[Stored dataset items]

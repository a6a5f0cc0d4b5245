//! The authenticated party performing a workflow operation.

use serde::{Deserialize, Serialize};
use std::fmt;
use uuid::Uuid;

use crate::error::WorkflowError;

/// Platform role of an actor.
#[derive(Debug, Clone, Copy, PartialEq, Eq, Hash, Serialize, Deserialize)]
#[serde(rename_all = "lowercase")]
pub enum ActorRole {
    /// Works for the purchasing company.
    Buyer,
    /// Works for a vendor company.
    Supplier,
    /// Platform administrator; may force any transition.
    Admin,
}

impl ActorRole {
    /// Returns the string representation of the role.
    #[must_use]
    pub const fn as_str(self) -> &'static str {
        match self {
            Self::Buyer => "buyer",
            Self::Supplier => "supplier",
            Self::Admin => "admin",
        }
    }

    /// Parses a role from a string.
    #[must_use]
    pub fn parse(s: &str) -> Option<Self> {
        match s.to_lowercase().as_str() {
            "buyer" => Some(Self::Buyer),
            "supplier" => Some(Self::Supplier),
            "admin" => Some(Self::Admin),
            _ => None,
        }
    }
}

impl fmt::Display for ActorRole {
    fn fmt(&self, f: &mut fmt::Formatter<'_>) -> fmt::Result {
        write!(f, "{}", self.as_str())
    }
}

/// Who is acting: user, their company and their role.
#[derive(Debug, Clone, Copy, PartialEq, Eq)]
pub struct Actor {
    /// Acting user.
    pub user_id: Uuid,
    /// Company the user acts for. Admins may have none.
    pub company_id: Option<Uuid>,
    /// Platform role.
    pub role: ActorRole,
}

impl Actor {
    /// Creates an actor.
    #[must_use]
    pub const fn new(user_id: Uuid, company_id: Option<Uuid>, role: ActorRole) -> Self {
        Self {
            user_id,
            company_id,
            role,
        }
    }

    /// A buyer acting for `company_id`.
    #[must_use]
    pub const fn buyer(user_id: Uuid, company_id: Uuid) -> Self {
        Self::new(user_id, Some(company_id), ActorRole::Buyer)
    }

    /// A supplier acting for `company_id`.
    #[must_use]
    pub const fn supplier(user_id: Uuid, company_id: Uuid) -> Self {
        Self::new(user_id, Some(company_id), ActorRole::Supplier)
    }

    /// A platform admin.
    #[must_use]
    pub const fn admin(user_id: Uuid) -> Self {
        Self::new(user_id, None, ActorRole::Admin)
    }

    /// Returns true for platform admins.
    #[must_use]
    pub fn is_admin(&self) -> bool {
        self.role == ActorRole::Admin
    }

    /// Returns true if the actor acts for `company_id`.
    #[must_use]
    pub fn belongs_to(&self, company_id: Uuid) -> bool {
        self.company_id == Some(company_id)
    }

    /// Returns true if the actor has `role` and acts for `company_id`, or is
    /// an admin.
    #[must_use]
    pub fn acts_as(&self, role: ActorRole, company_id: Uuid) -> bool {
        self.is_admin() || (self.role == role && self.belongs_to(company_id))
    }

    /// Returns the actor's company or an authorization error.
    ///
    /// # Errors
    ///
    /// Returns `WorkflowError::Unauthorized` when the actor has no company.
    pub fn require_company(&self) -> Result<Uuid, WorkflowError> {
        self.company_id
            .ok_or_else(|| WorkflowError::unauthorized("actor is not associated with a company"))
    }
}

...

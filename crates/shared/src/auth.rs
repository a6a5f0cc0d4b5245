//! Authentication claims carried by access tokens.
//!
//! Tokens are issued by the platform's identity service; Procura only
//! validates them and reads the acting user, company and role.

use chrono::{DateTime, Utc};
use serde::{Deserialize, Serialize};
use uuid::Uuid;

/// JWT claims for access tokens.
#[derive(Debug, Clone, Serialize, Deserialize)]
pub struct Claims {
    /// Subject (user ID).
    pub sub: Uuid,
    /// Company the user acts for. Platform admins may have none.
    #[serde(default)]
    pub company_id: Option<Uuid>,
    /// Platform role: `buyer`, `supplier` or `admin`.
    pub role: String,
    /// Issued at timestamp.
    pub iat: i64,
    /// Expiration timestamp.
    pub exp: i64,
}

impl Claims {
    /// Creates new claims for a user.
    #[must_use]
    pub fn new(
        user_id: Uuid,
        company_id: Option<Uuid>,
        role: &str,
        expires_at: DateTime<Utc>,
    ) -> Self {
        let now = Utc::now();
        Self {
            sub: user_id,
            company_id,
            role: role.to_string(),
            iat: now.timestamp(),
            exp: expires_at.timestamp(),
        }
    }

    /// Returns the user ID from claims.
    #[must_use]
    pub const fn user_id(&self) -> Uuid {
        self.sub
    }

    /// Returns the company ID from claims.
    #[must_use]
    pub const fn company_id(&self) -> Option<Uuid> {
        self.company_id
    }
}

...

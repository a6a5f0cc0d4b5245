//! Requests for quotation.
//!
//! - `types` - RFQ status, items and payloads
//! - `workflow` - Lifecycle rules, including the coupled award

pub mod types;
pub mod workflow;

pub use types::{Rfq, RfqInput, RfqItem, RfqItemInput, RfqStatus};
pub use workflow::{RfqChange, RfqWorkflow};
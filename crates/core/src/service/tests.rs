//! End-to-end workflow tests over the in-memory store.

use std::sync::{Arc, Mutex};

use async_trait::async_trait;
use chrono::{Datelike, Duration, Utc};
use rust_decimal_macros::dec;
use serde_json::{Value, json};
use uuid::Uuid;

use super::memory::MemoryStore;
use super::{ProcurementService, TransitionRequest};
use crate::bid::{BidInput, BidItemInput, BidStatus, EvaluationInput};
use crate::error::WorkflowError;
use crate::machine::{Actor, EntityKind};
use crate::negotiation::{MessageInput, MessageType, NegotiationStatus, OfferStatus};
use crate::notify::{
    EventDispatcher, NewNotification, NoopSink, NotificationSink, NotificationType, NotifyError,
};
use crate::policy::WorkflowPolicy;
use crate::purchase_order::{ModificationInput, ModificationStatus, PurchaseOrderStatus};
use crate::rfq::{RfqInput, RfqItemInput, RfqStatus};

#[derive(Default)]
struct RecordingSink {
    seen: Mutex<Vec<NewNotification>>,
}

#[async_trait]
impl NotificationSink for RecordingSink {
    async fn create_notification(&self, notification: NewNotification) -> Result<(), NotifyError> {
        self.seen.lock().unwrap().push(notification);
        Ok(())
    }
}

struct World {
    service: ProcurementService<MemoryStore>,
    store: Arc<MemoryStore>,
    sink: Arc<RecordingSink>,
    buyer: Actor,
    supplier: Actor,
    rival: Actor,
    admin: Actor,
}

Assigned task
Reading through the records above, report each line in which the string "true" is found.

Solution for this problem
    /// Returns true for platform admins.
    /// Returns true if the actor acts for `company_id`.
    /// Returns true if the actor has `role` and acts for `company_id`, or is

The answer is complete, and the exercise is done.